Click here for the source
Grab Pay ( formerly Moca )
Grab is one of the curious cases in Vietnam when it comes to fintech. They acquired Moca and set themselves to become an app you could use for payments as well aside from ride-hailing and food delivery. One of the key people Tuan Anh Nguyen from Grab left for a competitor VinID and left a year later in the past 12 months.
Grab Pay has all the necessary ingredients to win the fintech war. The financial backing is excellent. There's a strong active user base thanks to ride-hailing and food delivery. A great startup culture to take on new challenges and expand into new verticals. Why aren't they able to materialize a stronger leadership in payments?
To me, Grab will suffer from entropy as they're expanding into various verticals and will slow down in their ability to execute their plans as complexity will keep increasing. Managing such complexity across various markets will eventually come back to hiring talents and set the structure for the future. In the end it will be an organizational challenge with a pinch of HR.
What about the rest?
There are 2 other nice local players in the market as well but I chose to discard them for the following reasons
Zalo Pay
Zalo Pay is a payment app and works beautifully. For some reasons, Zalo is a chat app with millions of users but the company decided to create a separate app and ask people to download the app for payments. It doesn't make sense to me. Zalo had a tremendous opportunity to win the market faster with a far lower user acquisition cost. They could have followed the patterns of WeChat in China.
Mark Morawski, their new CTO, has recently given an interview on Vietcetera. You can take a look at it and track over the next quarters what may change with them.
AirPay ( who just turned into ShopeePay )
AirPay is an app that belongs to the SEA group. Despite the fact that it belongs to a very successful group, AirPay is barely used as a payment app offline with merchants in Vietnam. I'm not sure why AirPay has failed to dominate the market in Vietnam as they have all the necessary ingredients to be one of the main players. Maybe the regional management wasn't right.
The recent move to change its name into ShopeePay may show that they will simply surrender and focus only on online payments and will be integrated mostly with the Shopee e-commerce platform. Thus, it will simply does not fit our definition anymore.
One more thing
I mentioned earlier in a previous article about operational profitability, I'm fortunate to find an article on CafeF ( Vietnamese news website ) written on May 12th 2021 about the profitability of these players :
You can look at the article yourself by clicking here. To be honest, I'm not sure how CafeF was able to collect these numbers but the it seems to be biased towards VNPAY having some profitability versus the other players.
If it's true, VNPAY ability to acquire 15 million users and remain profitable is great and I'm not able to see something. The business model of payments is transactional with a % usually under 3% per transaction.

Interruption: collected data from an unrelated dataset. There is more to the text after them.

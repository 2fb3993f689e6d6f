//! Programmable chain reader for unit tests.

use std::collections::{BTreeMap, HashMap, HashSet};
use std::sync::atomic::{AtomicBool, AtomicU64, Ordering};
use std::sync::{Arc, Mutex};

use alloy_primitives::{B256, U256};
use async_trait::async_trait;
use tokio::sync::{mpsc, Notify, Semaphore};

use crate::chain::{ChainEvent, ChainEventStream, ChainReader};
use crate::error::IndexerError;
use crate::types::{CarbonCredit, CarbonReading, Farm, FarmStats};

pub(crate) fn address(n: u64) -> String {
    format!("0x{n:040x}")
}

pub(crate) fn sample_farm(id: u64) -> Farm {
    Farm {
        id,
        owner: address(id),
        name: format!("Farm {id}"),
        area: U256::from(100u64),
        location: "Nairobi".into(),
        soil_type: "clay".into(),
        total_carbon: U256::from(1_000u64 * id),
        carbon_debt: U256::from(100u64),
        last_reading_at: 1_700_000_000 + id,
        is_active: true,
        created_at: 1_690_000_000 + id,
    }
}

pub(crate) fn sample_reading(farm_id: u64, id: u64) -> CarbonReading {
    CarbonReading {
        id,
        farm_id,
        amount: U256::from(25u64),
        source: "sensor".into(),
        verification_hash: format!("0x{id:064x}"),
        timestamp: 1_700_000_000 + id,
        verified_by: address(900),
    }
}

pub(crate) fn sample_credit(token_id: u64, farm_id: u64) -> CarbonCredit {
    CarbonCredit {
        token_id,
        farm_id,
        farmer: address(farm_id),
        carbon_amount: U256::from(50u64),
        methodology: "VM0042".into(),
        vintage: 1_672_531_200,
        minted_at: 1_700_100_000 + token_id,
        is_retired: false,
        retired_at: None,
        retirement_reason: None,
        token_uri: String::new(),
    }
}

#[derive(Default)]
struct State {
    farms: BTreeMap<u64, Farm>,
    total_farms: Option<u64>,
    /// Oldest first per farm.
    readings: BTreeMap<u64, Vec<CarbonReading>>,
    credits: BTreeMap<u64, CarbonCredit>,
    total_credits: Option<u64>,
    uris: HashMap<u64, String>,
    failing_farms: HashSet<u64>,
    failing_credits: HashSet<u64>,
    failing_uris: HashSet<u64>,
}

/// In-memory [`ChainReader`] with error injection and a pass gate.
#[derive(Default)]
pub(crate) struct FakeChain {
    head: AtomicU64,
    head_down: AtomicBool,
    state: Mutex<State>,
    events: Mutex<Option<mpsc::UnboundedSender<Result<ChainEvent, IndexerError>>>>,
    gate: Mutex<Option<Arc<Semaphore>>>,
    pub(crate) gate_entered: Notify,
    pub(crate) farm_reads: AtomicU64,
}

impl FakeChain {
    pub(crate) fn new(head: u64) -> Self {
        let chain = Self::default();
        chain.set_head(head);
        chain
    }

    pub(crate) fn set_head(&self, head: u64) {
        self.head.store(head, Ordering::SeqCst);
    }

    pub(crate) fn set_head_down(&self, down: bool) {
        self.head_down.store(down, Ordering::SeqCst);
    }

    fn state(&self) -> std::sync::MutexGuard<'_, State> {
        self.state.lock().unwrap()
    }

    pub(crate) fn put_farm(&self, farm: Farm) {
        self.state().farms.insert(farm.id, farm);
    }

    /// Override `getTotalFarms` independently of the stored farms.
    pub(crate) fn set_total_farms(&self, total: u64) {
        self.state().total_farms = Some(total);
    }

    pub(crate) fn push_reading(&self, reading: CarbonReading) {
        self.state().readings.entry(reading.farm_id).or_default().push(reading);
    }

    pub(crate) fn put_credit(&self, credit: CarbonCredit) {
        self.state().credits.insert(credit.token_id, credit);
    }

    pub(crate) fn set_total_credits(&self, total: u64) {
        self.state().total_credits = Some(total);
    }

    pub(crate) fn set_token_uri(&self, token_id: u64, uri: &str) {
        self.state().uris.insert(token_id, uri.to_string());
    }

    pub(crate) fn fail_farm(&self, farm_id: u64) {
        self.state().failing_farms.insert(farm_id);
    }

    pub(crate) fn heal_farm(&self, farm_id: u64) {
        self.state().failing_farms.remove(&farm_id);
    }

    pub(crate) fn fail_credit(&self, token_id: u64) {
        self.state().failing_credits.insert(token_id);
    }

    pub(crate) fn fail_token_uri(&self, token_id: u64) {
        self.state().failing_uris.insert(token_id);
    }

    /// Block the next `get_total_farms` call until [`FakeChain::release`].
    pub(crate) fn hold_passes(&self) {
        *self.gate.lock().unwrap() = Some(Arc::new(Semaphore::new(0)));
    }

    pub(crate) fn release(&self) {
        if let Some(gate) = self.gate.lock().unwrap().take() {
            gate.add_permits(1024);
        }
    }

    /// Push an event to the current subscriber. Returns `false` if nobody listens.
    pub(crate) fn emit(&self, event: ChainEvent) -> bool {
        match self.events.lock().unwrap().as_ref() {
            Some(tx) => tx.send(Ok(event)).is_ok(),
            None => false,
        }
    }

    pub(crate) fn emit_error(&self, err: IndexerError) -> bool {
        match self.events.lock().unwrap().as_ref() {
            Some(tx) => tx.send(Err(err)).is_ok(),
            None => false,
        }
    }

    /// `true` while a subscriber holds the stream.
    pub(crate) fn subscribed(&self) -> bool {
        self.events
            .lock()
            .unwrap()
            .as_ref()
            .map(|tx| !tx.is_closed())
            .unwrap_or(false)
    }

    fn rpc_down(what: &str, id: u64) -> IndexerError {
        IndexerError::Rpc(format!("{what} {id}: connection reset"))
    }
}

#[async_trait]
impl ChainReader for FakeChain {
    async fn get_block_number(&self) -> Result<u64, IndexerError> {
        if self.head_down.load(Ordering::SeqCst) {
            return Err(IndexerError::Rpc("connection refused".into()));
        }
        Ok(self.head.load(Ordering::SeqCst))
    }

    async fn get_total_farms(&self) -> Result<u64, IndexerError> {
        let gate = self.gate.lock().unwrap().clone();
        if let Some(gate) = gate {
            self.gate_entered.notify_one();
            let _permit = gate
                .acquire()
                .await
                .map_err(|_| IndexerError::Other("gate closed".into()))?;
        }
        let state = self.state();
        Ok(state.total_farms.unwrap_or(state.farms.len() as u64))
    }

    async fn get_farm(&self, farm_id: u64) -> Result<Option<Farm>, IndexerError> {
        self.farm_reads.fetch_add(1, Ordering::SeqCst);
        let state = self.state();
        if state.failing_farms.contains(&farm_id) {
            return Err(Self::rpc_down("farm", farm_id));
        }
        Ok(state.farms.get(&farm_id).cloned())
    }

    async fn get_farm_by_address(&self, owner: &str) -> Result<Option<Farm>, IndexerError> {
        let owner = owner.to_ascii_lowercase();
        Ok(self.state().farms.values().find(|f| f.owner == owner).cloned())
    }

    async fn get_available_carbon(&self, farm_id: u64) -> Result<U256, IndexerError> {
        Ok(self
            .state()
            .farms
            .get(&farm_id)
            .map(Farm::available_carbon)
            .unwrap_or(U256::ZERO))
    }

    async fn get_farm_stats(&self, farm_id: u64) -> Result<Option<FarmStats>, IndexerError> {
        let state = self.state();
        Ok(state.farms.get(&farm_id).map(|farm| FarmStats {
            total_carbon: farm.total_carbon,
            carbon_debt: farm.carbon_debt,
            available_carbon: farm.available_carbon(),
            reading_count: state.readings.get(&farm_id).map_or(0, |r| r.len() as u64),
            credit_count: state.credits.values().filter(|c| c.farm_id == farm_id).count() as u64,
            last_update: farm.last_reading_at,
        }))
    }

    async fn get_recent_readings(
        &self,
        farm_id: u64,
        count: u32,
    ) -> Result<Vec<CarbonReading>, IndexerError> {
        Ok(self
            .state()
            .readings
            .get(&farm_id)
            .map(|r| r.iter().rev().take(count as usize).cloned().collect())
            .unwrap_or_default())
    }

    async fn get_active_farmers(&self) -> Result<Vec<String>, IndexerError> {
        Ok(self
            .state()
            .farms
            .values()
            .filter(|f| f.is_active)
            .map(|f| f.owner.clone())
            .collect())
    }

    async fn get_total_credits(&self) -> Result<u64, IndexerError> {
        let state = self.state();
        Ok(state.total_credits.unwrap_or(state.credits.len() as u64))
    }

    async fn get_credit_details(
        &self,
        token_id: u64,
    ) -> Result<Option<CarbonCredit>, IndexerError> {
        let state = self.state();
        if state.failing_credits.contains(&token_id) {
            return Err(Self::rpc_down("credit", token_id));
        }
        Ok(state.credits.get(&token_id).cloned().map(|mut c| {
            c.token_uri = String::new();
            c
        }))
    }

    async fn get_farm_credits(&self, farm_id: u64) -> Result<Vec<u64>, IndexerError> {
        Ok(self
            .state()
            .credits
            .values()
            .filter(|c| c.farm_id == farm_id)
            .map(|c| c.token_id)
            .collect())
    }

    async fn get_owner_credits(&self, owner: &str) -> Result<Vec<u64>, IndexerError> {
        let owner = owner.to_ascii_lowercase();
        Ok(self
            .state()
            .credits
            .values()
            .filter(|c| c.farmer == owner)
            .map(|c| c.token_id)
            .collect())
    }

    async fn get_token_uri(&self, token_id: u64) -> Result<String, IndexerError> {
        let state = self.state();
        if state.failing_uris.contains(&token_id) {
            return Err(Self::rpc_down("tokenURI", token_id));
        }
        Ok(state.uris.get(&token_id).cloned().unwrap_or_default())
    }

    async fn get_token_owner(&self, token_id: u64) -> Result<Option<String>, IndexerError> {
        Ok(self.state().credits.get(&token_id).map(|c| c.farmer.clone()))
    }

    async fn get_carbon_price(&self) -> Result<U256, IndexerError> {
        Ok(U256::from(25_000_000u64))
    }

    async fn is_proof_verified(&self, _proof_hash: B256) -> Result<bool, IndexerError> {
        Ok(true)
    }

    async fn subscribe(&self) -> Result<ChainEventStream, IndexerError> {
        let (tx, rx) = mpsc::unbounded_channel();
        *self.events.lock().unwrap() = Some(tx);
        let stream = futures::stream::unfold(rx, |mut rx| async move {
            rx.recv().await.map(|item| (item, rx))
        });
        Ok(Box::pin(stream))
    }
}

That means they would have lots of new and repeat transactions on their platform. That would mean they have a great user acquisition channel. I personally downloaded and signed up for VNPAY but I couldn't even use it. I'm using Momo almost everyday ( it took me over 5 years though to become a regular user ).
To end up with some numbers VNPAY seems to have some odd usage activity compared to Momo and Grab where their users are mostly on mobile from Similarweb.
Also VNPAY seems to have way less traffic on their website compared to the other incumbents.
Eventually, the traffic rank confirms in Vietnam that Momo is far ahead in the war.
If I had to rank the main players, I would say that :
Momo is the clear winner in the fintech space today. Grab is following closely and VNPay is behind. Things change in tech really fast so let's not take this ranking as a constant. Many things can happen in the market.